WHAT YOU ARE ASKED TO DO => Each line of the entries that mentions the string "const" needs to be reported.

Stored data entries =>
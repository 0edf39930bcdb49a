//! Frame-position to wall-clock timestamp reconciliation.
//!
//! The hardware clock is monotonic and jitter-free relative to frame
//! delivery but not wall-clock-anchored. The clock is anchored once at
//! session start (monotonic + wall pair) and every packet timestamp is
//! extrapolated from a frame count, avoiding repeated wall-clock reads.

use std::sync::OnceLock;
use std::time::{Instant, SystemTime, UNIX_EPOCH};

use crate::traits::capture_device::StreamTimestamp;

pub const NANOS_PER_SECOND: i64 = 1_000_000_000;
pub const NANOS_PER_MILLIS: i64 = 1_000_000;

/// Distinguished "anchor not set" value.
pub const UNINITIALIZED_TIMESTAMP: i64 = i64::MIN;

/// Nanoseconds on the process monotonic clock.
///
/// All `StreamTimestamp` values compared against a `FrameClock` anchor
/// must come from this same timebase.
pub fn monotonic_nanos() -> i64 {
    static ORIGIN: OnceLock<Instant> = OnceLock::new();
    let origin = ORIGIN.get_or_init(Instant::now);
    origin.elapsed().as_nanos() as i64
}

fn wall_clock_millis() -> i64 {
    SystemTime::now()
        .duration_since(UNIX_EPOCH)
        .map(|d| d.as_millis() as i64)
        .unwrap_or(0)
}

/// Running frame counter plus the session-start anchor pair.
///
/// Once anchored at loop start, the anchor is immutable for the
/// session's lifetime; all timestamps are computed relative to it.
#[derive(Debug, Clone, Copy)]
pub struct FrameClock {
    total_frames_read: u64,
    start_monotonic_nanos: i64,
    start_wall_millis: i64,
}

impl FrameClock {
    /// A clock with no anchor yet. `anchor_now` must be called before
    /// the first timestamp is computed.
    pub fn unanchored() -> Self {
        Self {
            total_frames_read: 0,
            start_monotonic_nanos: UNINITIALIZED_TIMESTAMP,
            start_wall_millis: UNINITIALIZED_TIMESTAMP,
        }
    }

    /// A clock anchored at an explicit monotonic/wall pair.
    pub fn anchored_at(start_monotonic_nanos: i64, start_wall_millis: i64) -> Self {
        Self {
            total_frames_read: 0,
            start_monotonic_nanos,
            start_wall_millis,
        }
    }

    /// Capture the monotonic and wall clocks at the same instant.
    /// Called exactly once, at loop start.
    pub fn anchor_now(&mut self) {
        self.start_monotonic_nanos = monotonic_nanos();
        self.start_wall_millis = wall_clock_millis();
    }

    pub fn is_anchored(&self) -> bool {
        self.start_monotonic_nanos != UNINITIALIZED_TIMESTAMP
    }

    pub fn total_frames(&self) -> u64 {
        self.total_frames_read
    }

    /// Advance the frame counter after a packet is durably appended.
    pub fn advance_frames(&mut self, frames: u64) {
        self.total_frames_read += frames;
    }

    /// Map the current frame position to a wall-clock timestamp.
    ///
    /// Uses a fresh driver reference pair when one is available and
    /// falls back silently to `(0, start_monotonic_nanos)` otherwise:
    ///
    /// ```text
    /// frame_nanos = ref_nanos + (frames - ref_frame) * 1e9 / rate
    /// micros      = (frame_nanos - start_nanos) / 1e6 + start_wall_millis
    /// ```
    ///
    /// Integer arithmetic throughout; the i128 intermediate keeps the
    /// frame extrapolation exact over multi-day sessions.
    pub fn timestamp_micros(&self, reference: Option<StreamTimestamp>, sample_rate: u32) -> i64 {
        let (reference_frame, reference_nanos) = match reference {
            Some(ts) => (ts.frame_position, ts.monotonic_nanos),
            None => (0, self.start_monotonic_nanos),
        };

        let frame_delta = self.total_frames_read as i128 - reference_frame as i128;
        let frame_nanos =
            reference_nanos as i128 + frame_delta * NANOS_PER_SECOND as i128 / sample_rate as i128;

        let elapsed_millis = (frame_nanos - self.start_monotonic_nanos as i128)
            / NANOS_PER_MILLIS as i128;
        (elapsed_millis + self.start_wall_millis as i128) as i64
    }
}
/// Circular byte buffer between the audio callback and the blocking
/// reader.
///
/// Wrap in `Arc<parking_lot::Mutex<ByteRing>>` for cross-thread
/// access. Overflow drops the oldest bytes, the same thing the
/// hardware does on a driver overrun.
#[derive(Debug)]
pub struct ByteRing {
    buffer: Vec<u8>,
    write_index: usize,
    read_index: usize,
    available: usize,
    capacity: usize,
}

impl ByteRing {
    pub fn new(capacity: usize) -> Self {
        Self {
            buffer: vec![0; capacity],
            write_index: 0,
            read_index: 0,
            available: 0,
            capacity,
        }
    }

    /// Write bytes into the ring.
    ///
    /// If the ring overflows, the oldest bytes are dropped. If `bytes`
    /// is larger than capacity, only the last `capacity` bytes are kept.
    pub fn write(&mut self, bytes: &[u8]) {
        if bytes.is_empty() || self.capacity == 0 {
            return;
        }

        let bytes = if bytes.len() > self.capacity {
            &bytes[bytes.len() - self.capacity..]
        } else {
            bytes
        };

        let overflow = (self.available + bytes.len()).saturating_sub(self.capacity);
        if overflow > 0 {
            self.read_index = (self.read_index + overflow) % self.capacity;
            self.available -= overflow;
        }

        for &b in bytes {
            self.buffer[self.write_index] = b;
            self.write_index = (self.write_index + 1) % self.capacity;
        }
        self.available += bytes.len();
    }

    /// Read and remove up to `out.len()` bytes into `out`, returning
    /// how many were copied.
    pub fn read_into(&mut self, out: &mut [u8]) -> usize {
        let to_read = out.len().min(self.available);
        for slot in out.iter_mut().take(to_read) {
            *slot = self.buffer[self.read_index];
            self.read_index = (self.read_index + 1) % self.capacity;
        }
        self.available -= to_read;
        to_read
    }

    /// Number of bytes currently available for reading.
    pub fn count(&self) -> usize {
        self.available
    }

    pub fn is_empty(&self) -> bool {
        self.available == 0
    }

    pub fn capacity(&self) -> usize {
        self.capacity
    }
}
* * *
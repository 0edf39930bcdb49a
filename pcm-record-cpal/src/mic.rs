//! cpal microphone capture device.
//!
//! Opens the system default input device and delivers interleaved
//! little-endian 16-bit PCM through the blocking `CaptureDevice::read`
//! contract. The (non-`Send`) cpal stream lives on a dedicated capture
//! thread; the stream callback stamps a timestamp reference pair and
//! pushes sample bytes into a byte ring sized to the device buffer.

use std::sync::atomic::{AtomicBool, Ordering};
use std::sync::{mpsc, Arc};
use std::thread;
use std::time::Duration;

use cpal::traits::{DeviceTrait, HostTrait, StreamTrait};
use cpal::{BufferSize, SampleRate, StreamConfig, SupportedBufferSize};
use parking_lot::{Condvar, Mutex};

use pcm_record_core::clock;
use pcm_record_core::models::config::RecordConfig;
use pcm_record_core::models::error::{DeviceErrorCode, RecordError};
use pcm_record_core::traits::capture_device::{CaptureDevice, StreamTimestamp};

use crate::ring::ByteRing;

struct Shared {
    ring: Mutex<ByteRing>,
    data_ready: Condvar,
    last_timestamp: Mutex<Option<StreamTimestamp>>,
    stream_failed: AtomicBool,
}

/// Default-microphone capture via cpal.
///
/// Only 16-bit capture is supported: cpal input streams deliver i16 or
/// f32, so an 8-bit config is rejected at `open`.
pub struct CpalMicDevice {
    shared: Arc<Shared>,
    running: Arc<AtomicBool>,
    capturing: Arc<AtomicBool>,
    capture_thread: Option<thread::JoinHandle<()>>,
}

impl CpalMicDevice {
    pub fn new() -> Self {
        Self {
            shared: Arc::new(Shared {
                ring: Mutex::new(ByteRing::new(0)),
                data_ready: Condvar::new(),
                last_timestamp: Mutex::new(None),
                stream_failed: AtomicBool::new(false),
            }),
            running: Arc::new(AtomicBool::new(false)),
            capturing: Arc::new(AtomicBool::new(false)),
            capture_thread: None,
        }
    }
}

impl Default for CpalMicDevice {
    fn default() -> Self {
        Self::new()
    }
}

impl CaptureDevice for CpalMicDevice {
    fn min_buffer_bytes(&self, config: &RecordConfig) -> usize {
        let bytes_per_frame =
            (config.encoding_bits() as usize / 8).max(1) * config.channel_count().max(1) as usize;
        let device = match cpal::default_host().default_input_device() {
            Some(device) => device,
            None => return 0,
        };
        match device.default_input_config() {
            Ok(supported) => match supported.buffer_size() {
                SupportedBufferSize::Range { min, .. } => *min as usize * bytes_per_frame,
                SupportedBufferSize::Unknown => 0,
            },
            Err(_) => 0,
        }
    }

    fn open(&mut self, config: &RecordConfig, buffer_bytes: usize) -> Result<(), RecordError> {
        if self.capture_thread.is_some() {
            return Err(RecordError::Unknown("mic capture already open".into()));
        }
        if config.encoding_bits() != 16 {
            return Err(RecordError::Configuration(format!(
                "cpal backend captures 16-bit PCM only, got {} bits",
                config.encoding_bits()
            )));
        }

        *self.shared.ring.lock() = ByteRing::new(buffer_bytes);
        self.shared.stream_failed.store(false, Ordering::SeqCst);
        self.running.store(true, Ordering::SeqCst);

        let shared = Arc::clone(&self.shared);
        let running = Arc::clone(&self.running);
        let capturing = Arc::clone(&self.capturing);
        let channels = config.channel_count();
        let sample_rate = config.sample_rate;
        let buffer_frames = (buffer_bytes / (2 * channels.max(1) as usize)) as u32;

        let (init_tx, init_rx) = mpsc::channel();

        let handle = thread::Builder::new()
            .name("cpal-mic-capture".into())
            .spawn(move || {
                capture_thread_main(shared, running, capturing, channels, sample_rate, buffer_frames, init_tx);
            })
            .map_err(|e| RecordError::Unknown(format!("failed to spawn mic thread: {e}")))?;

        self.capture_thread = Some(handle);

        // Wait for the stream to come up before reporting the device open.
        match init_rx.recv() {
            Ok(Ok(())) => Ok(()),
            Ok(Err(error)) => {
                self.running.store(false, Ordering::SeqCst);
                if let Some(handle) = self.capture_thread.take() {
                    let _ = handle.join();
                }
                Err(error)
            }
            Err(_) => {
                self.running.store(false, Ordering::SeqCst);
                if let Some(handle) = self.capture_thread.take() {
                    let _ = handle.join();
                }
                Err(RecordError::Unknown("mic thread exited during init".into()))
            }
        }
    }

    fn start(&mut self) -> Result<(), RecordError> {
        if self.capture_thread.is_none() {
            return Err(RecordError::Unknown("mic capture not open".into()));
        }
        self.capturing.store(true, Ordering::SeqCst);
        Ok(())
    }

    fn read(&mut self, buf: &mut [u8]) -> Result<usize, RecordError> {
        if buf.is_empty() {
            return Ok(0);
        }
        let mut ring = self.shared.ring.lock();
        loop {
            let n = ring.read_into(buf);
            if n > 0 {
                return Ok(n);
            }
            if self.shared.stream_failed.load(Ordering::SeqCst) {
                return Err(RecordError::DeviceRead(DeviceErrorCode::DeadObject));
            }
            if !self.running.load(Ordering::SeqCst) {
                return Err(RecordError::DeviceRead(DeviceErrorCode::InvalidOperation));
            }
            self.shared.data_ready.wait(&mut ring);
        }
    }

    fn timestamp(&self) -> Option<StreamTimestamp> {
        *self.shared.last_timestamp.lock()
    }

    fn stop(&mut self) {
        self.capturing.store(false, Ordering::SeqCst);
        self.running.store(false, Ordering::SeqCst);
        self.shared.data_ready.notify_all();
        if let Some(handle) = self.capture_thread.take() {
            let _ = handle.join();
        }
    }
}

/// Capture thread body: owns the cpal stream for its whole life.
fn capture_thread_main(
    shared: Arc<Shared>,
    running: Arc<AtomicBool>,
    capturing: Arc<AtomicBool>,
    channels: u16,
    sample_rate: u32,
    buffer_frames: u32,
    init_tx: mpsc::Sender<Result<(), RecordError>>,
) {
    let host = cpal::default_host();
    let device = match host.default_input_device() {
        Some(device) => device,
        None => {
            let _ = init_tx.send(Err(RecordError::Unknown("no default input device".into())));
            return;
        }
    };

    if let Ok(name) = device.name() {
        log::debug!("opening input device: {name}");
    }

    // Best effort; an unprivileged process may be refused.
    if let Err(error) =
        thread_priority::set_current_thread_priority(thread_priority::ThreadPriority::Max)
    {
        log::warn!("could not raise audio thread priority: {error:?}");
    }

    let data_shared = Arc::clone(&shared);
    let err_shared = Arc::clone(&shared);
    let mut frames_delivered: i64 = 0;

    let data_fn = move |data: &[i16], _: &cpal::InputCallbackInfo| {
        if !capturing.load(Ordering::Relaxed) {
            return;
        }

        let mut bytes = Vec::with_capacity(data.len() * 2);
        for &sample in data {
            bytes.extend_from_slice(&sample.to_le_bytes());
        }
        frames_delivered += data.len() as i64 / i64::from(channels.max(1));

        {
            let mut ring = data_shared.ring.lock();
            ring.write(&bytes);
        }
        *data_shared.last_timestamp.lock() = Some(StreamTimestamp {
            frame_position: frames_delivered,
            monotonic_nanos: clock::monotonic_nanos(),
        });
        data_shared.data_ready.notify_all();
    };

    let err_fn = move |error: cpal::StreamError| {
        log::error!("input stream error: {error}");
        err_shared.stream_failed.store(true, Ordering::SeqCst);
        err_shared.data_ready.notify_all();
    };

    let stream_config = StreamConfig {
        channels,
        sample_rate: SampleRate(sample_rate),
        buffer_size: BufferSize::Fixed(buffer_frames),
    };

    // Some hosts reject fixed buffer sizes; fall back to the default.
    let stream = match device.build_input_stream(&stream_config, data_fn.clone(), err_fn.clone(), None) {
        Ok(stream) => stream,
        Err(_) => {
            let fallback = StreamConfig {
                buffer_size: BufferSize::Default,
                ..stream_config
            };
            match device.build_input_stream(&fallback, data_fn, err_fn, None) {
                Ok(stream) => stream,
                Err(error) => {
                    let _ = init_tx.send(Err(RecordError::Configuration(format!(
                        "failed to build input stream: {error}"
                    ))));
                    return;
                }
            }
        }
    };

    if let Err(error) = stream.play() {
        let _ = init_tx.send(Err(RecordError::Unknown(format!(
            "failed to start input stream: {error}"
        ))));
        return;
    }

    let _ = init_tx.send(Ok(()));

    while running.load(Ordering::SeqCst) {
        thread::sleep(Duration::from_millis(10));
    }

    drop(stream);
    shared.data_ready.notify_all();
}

ANSWER SPACE =>
pub const NANOS_PER_SECOND: i64 = 1_000_000_000;
pub const NANOS_PER_MILLIS: i64 = 1_000_000;
pub const UNINITIALIZED_TIMESTAMP: i64 = i64::MIN;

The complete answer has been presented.